The opening scene, where the camera seems to go off a cliff while the car it’s following proceeds straight on, is one of the first uses of the Steadicam in motion pictures. Right at the beginning, it will have you gripping your seat for the next 2 hours. I saw ‘The Shining’ in 1980 when it came out and am still too scared to risk it again. But the many images in the movie have stuck in my unconscious, not least the child on the tricycle mouthing “Redrum, redrum”. Check it in the mirror ….

Well, I still have Redrum Moments of flashback to the movie and the latest happened the other day in late sun.

5D, 24-105mm at 73mm, 1/180, f/16, ISO 400

Quite what this bizarrely colored VeeDub was doing in someone’s garden beats me, but you cannot beat the scary contrast of colors, pretty much unretouched. And that open door does little to calm the tension.

More Helicon macros

Make your macros sing.

I wrote about Helicon Focus recently and for this new inductee to the macro world it’s fair to say that the software opens up new realms in macro photography.
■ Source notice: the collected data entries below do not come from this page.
//! Cache module - key-value store seam and the cached-valuation wrapper.

mod cache_traits;
mod result_cache;

pub use cache_traits::*;
pub use result_cache::*;
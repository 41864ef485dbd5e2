//! End-to-end tests for the valuation engine over the in-process backends:
//! real cache store, real job queue and runner, real worker - only the
//! ledger repositories and (in the race test) the price oracle are mocked.

use std::collections::HashMap;
use std::sync::atomic::{AtomicU32, Ordering};
use std::sync::{Arc, Mutex};
use std::time::Duration;

use async_trait::async_trait;
use chrono::{TimeZone, Utc};
use rust_decimal::Decimal;
use rust_decimal_macros::dec;

use coinfolio_core::cache::{summary_key, CacheStoreTrait, ResultCache};
use coinfolio_core::errors::{QueueError, Result};
use coinfolio_core::ledger::{
    LedgerTransaction, Portfolio, PortfolioRepositoryTrait, TransactionKind,
    TransactionRepositoryTrait,
};
use coinfolio_core::prices::{
    prices_latest_key, LatestPrices, PriceHistoryRepositoryTrait, PriceOracleTrait, PriceService,
    PriceSource, PriceTick,
};
use coinfolio_core::scheduler::{
    follow_up_dedup_key, JobOptions, JobQueueTrait, RecomputeJob, RecomputeJobHandlerTrait,
    RecomputeScheduler,
};
use coinfolio_core::staleness::{dirty_key, StalenessTracker};
use coinfolio_core::summary::{
    PortfolioSummary, PortfolioValuationService, PortfolioValuationServiceTrait, ValuationRead,
};
use coinfolio_core::worker::{RecomputeOutcome, RecomputeWorker};
use coinfolio_store_memory::{MemoryCacheStore, MemoryJobQueue};

// --- Mock repositories ---

struct FixedPortfolioRepository {
    portfolio: Portfolio,
}

#[async_trait]
impl PortfolioRepositoryTrait for FixedPortfolioRepository {
    async fn get(&self, portfolio_id: &str) -> Result<Option<Portfolio>> {
        Ok((self.portfolio.id == portfolio_id).then(|| self.portfolio.clone()))
    }
}

#[derive(Default)]
struct SharedTransactionRepository {
    txs: Mutex<Vec<LedgerTransaction>>,
}

impl SharedTransactionRepository {
    fn append(&self, tx: LedgerTransaction) {
        self.txs.lock().unwrap().push(tx);
    }
}

#[async_trait]
impl TransactionRepositoryTrait for SharedTransactionRepository {
    async fn list_for_portfolio(&self, _portfolio_id: &str) -> Result<Vec<LedgerTransaction>> {
        Ok(self.txs.lock().unwrap().clone())
    }
}

#[derive(Default)]
struct EmptyPriceHistory;

#[async_trait]
impl PriceHistoryRepositoryTrait for EmptyPriceHistory {
    async fn latest_tick(&self, _symbol: &str, _currency: &str) -> Result<Option<PriceTick>> {
        Ok(None)
    }
}

/// Wraps the real worker so tests can count deliveries.
struct CountingWorker {
    worker: RecomputeWorker,
    deliveries: AtomicU32,
}

#[async_trait]
impl RecomputeJobHandlerTrait for CountingWorker {
    async fn handle(&self, job: &RecomputeJob) -> Result<()> {
        self.deliveries.fetch_add(1, Ordering::SeqCst);
        self.worker.process(job).await?;
        Ok(())
    }
}

// --- Fixture ---

fn portfolio() -> Portfolio {
    Portfolio {
        id: "pf-1".to_string(),
        name: "Main".to_string(),
        base_currency: "USD".to_string(),
    }
}

fn tx(
    seq: i64,
    kind: TransactionKind,
    symbol: &str,
    quantity: Decimal,
    price: Decimal,
) -> LedgerTransaction {
    LedgerTransaction {
        id: format!("tx-{}", seq),
        kind,
        symbol: symbol.to_string(),
        quantity,
        price: Some(price),
        at: Utc.timestamp_opt(1_690_000_000 + seq, 0).unwrap(),
    }
}

struct Engine {
    store: Arc<MemoryCacheStore>,
    txs: Arc<SharedTransactionRepository>,
    service: PortfolioValuationService,
    handler: Arc<CountingWorker>,
}

async fn engine(txs: Vec<LedgerTransaction>) -> Engine {
    let store = Arc::new(MemoryCacheStore::new());
    let (queue, runner) = MemoryJobQueue::channel();
    let queue = Arc::new(queue);

    // Seed the shared price snapshot the ingestion job would maintain.
    let snapshot = serde_json::json!({
        "at": Utc.timestamp_opt(1_700_000_000, 0).unwrap().to_rfc3339(),
        "prices": { "BTC": 50_000.0, "ETH": 2_500.0 },
    });
    store
        .set(&prices_latest_key("USD"), &snapshot.to_string(), 600)
        .await
        .unwrap();

    let portfolio_repo = Arc::new(FixedPortfolioRepository {
        portfolio: portfolio(),
    });
    let tx_repo = Arc::new(SharedTransactionRepository::default());
    for t in txs {
        tx_repo.append(t);
    }

    let oracle = Arc::new(PriceService::new(
        store.clone() as Arc<dyn CacheStoreTrait>,
        Arc::new(EmptyPriceHistory),
    ));

    let worker = RecomputeWorker::new(
        portfolio_repo.clone(),
        tx_repo.clone(),
        oracle,
        ResultCache::new(store.clone()),
        StalenessTracker::new(store.clone()),
        RecomputeScheduler::new(queue.clone()),
    );
    let handler = Arc::new(CountingWorker {
        worker,
        deliveries: AtomicU32::new(0),
    });
    tokio::spawn(runner.run(handler.clone()));

    let service = PortfolioValuationService::new(
        portfolio_repo,
        ResultCache::new(store.clone()),
        StalenessTracker::new(store.clone()),
        RecomputeScheduler::new(queue),
    );

    Engine {
        store,
        txs: tx_repo,
        service,
        handler,
    }
}

/// Polls until the summary reads ready and fresh.
async fn wait_until_fresh(engine: &Engine) -> PortfolioSummary {
    for _ in 0..200 {
        if let ValuationRead::Ready { stale, data, .. } =
            engine.service.summary("pf-1").await.unwrap()
        {
            if !stale {
                return data;
            }
        }
        tokio::time::sleep(Duration::from_millis(25)).await;
    }
    panic!("valuation never became ready and fresh");
}

// --- Tests ---

#[tokio::test(flavor = "multi_thread")]
async fn cold_start_read_computes_and_serves_the_valuation() {
    let engine = engine(vec![
        tx(1, TransactionKind::Buy, "BTC", dec!(1), dec!(40000)),
        tx(2, TransactionKind::Buy, "ETH", dec!(10), dec!(2000)),
    ])
    .await;

    let first = engine.service.summary("pf-1").await.unwrap();
    assert!(first.is_pending(), "cold read must not block or error");

    let summary = wait_until_fresh(&engine).await;
    assert_eq!(summary.totals.total_value, dec!(75000));
    assert_eq!(summary.total_value, 75_000.0);
    assert_eq!(summary.prices_source, PriceSource::Cache);
    assert_eq!(summary.holdings.len(), 2);
    // BTC (50k) sorts above ETH (25k).
    assert_eq!(summary.holdings[0].symbol, "BTC");

    // The dirty marker is gone once the recompute lands.
    assert_eq!(engine.store.get(&dirty_key("pf-1")).await.unwrap(), None);

    // Positions are published with the summary, atomically.
    match engine.service.positions("pf-1").await.unwrap() {
        ValuationRead::Ready { data, .. } => {
            assert_eq!(data.totals, summary.totals);
            assert!(data.warnings.is_none());
        }
        other => panic!("expected ready positions, got {:?}", other),
    }
}

#[tokio::test(flavor = "multi_thread")]
async fn concurrent_cold_reads_run_exactly_one_recompute() {
    let engine = engine(vec![tx(
        1,
        TransactionKind::Buy,
        "BTC",
        dec!(2),
        dec!(30000),
    )])
    .await;

    let (a, b, c, d, e) = tokio::join!(
        engine.service.summary("pf-1"),
        engine.service.summary("pf-1"),
        engine.service.positions("pf-1"),
        engine.service.snapshot("pf-1"),
        engine.service.summary("pf-1"),
    );
    assert!(a.unwrap().is_pending());
    assert!(b.unwrap().is_pending());
    assert!(c.unwrap().is_pending());
    assert!(d.unwrap().is_pending());
    assert!(e.unwrap().is_pending());

    // Watch the raw store rather than the read path: a service read while
    // the recompute is still pending would mark the portfolio dirty again
    // and legitimately earn a follow-up job.
    let mut published = false;
    for _ in 0..200 {
        if engine
            .store
            .get(&summary_key("pf-1"))
            .await
            .unwrap()
            .is_some()
        {
            published = true;
            break;
        }
        tokio::time::sleep(Duration::from_millis(25)).await;
    }
    assert!(published, "recompute never published");
    tokio::time::sleep(Duration::from_millis(150)).await;

    assert_eq!(engine.handler.deliveries.load(Ordering::SeqCst), 1);
    assert_eq!(engine.store.get(&dirty_key("pf-1")).await.unwrap(), None);
}

#[tokio::test(flavor = "multi_thread")]
async fn ledger_write_triggers_a_recompute_that_folds_it_in() {
    let engine = engine(vec![tx(
        1,
        TransactionKind::Buy,
        "BTC",
        dec!(1),
        dec!(40000),
    )])
    .await;

    engine.service.summary("pf-1").await.unwrap();
    let summary = wait_until_fresh(&engine).await;
    assert_eq!(summary.totals.total_value, dec!(50000));

    // The write path appends a transaction and calls the trigger API.
    engine
        .txs
        .append(tx(2, TransactionKind::Buy, "BTC", dec!(1), dec!(45000)));
    engine.service.mark_dirty_and_schedule("pf-1").await.unwrap();

    let updated = wait_until_fresh(&engine).await;
    assert_eq!(updated.totals.total_value, dec!(100000));
    match engine.service.positions("pf-1").await.unwrap() {
        ValuationRead::Ready { data, .. } => {
            assert_eq!(data.positions[0].avg_cost, Some(dec!(42500)));
        }
        other => panic!("expected ready positions, got {:?}", other),
    }
}

/// A price oracle that simulates a ledger write landing mid-computation by
/// stamping a far-future dirty marker while the worker is loading prices.
struct WriteRacingOracle {
    store: Arc<MemoryCacheStore>,
    marker_millis: i64,
}

#[async_trait]
impl PriceOracleTrait for WriteRacingOracle {
    async fn latest(&self, _symbols: &[String], _currency: &str) -> Result<LatestPrices> {
        self.store
            .set(&dirty_key("pf-1"), &self.marker_millis.to_string(), 300)
            .await?;
        Ok(LatestPrices {
            source: PriceSource::Durable,
            as_of: None,
            prices: HashMap::new(),
        })
    }
}

#[tokio::test(flavor = "multi_thread")]
async fn superseding_write_survives_the_worker_and_requeues() {
    let store = Arc::new(MemoryCacheStore::new());
    let (queue, _runner) = MemoryJobQueue::channel();
    let queue = Arc::new(queue);
    let marker_millis = Utc::now().timestamp_millis() + 60_000;

    let worker = RecomputeWorker::new(
        Arc::new(FixedPortfolioRepository {
            portfolio: portfolio(),
        }),
        Arc::new(SharedTransactionRepository::default()),
        Arc::new(WriteRacingOracle {
            store: store.clone(),
            marker_millis,
        }),
        ResultCache::new(store.clone()),
        StalenessTracker::new(store.clone()),
        RecomputeScheduler::new(queue.clone()),
    );

    let outcome = worker.process(&RecomputeJob::new("pf-1")).await.unwrap();

    assert_eq!(outcome, RecomputeOutcome::Superseded);
    // The marker written mid-computation survives the worker's clear step.
    assert_eq!(
        store.get(&dirty_key("pf-1")).await.unwrap(),
        Some(marker_millis.to_string())
    );
    // The follow-up was enqueued under its uniquely-keyed dedup key: a
    // second enqueue with that key collides with the pending job.
    let err = queue
        .enqueue(
            RecomputeJob::new("pf-1"),
            JobOptions::recompute(follow_up_dedup_key("pf-1", marker_millis)),
        )
        .await
        .unwrap_err();
    assert!(matches!(err, QueueError::Duplicate(_)));
}
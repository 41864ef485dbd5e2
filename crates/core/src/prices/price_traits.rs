//! Price oracle and history traits.

use async_trait::async_trait;

use super::{LatestPrices, PriceTick};
use crate::errors::Result;

/// Supplies the latest known price per symbol in a given currency.
///
/// Implementations must tolerate unknown symbols (omit them, never error)
/// and an empty symbol set (empty prices, no as-of timestamp).
#[async_trait]
pub trait PriceOracleTrait: Send + Sync {
    async fn latest(&self, symbols: &[String], currency: &str) -> Result<LatestPrices>;
}

/// Read access to durable per-asset price history. Fallback source when the
/// shared snapshot is absent.
#[async_trait]
pub trait PriceHistoryRepositoryTrait: Send + Sync {
    /// The most recent tick for the symbol in the currency, if any.
    async fn latest_tick(&self, symbol: &str, currency: &str) -> Result<Option<PriceTick>>;
}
This application requires that you take several pictures of your subject, each focused slightly differently, after which it applies some serious processing to stitching together the sharp zones of each into one sharp whole. Magic!

Now your subject must be still and you need to use a tripod (unless you are very lucky doing this handheld, which I think is a long shot) to permit proper stitching of the sharp zones from your constituent images.

I import the originals into Lightroom in the normal way and stack them using the ‘time between pictures’ slider, which allows automatic stacking of pictures taken close together. I then export the stack in TIFF, making sure there are no export size constraints in the Image Sizing section of the export panel. The exported images are then dropped into Helicon Focus, I hit ‘Run’ and ‘Save’, then import the composite image back into Lightroom where it is added to the top of the stack, like so:

The deeper the required depth of focus the more images you need. For reasonably square on subjects with some depth I find 3-5 images works fine. For more drastically sloped ones, more may be needed. Digital film is cheap! Take too many rather than too few. The processing times in Helicon on my MacBook (C2D) are short – four uncompressed 72 mB TIFFs are combined into one new one in the space of thirty seconds. These are full frame TIFFs generated by Lightroom from the RAW originals taken on my Canon 5D.

Even though these images were taken at f/22, the close focus distance and the 100mm focal length of the Canon macro lens make for very shallow depth of field, so I simply set the lens to manual focus, focus on the nearest part of the image and take a picture, repeating with a small adjustment of the focus ring every 8 seconds, the time it takes for my ring flash to recycle to full power. That’s important – you really want your images identically exposed.

And here is the result – taken yesterday after more time spent wading in the tide pools at my top secret Highway One location on the Pacific coast, 22 miles west of home. This chap was hanging out on the underside of a big boulder waiting for high tide. If you do this sort of work, check the tide tables before you go – the best being revealed at low tide. He is maybe 3″ in diameter.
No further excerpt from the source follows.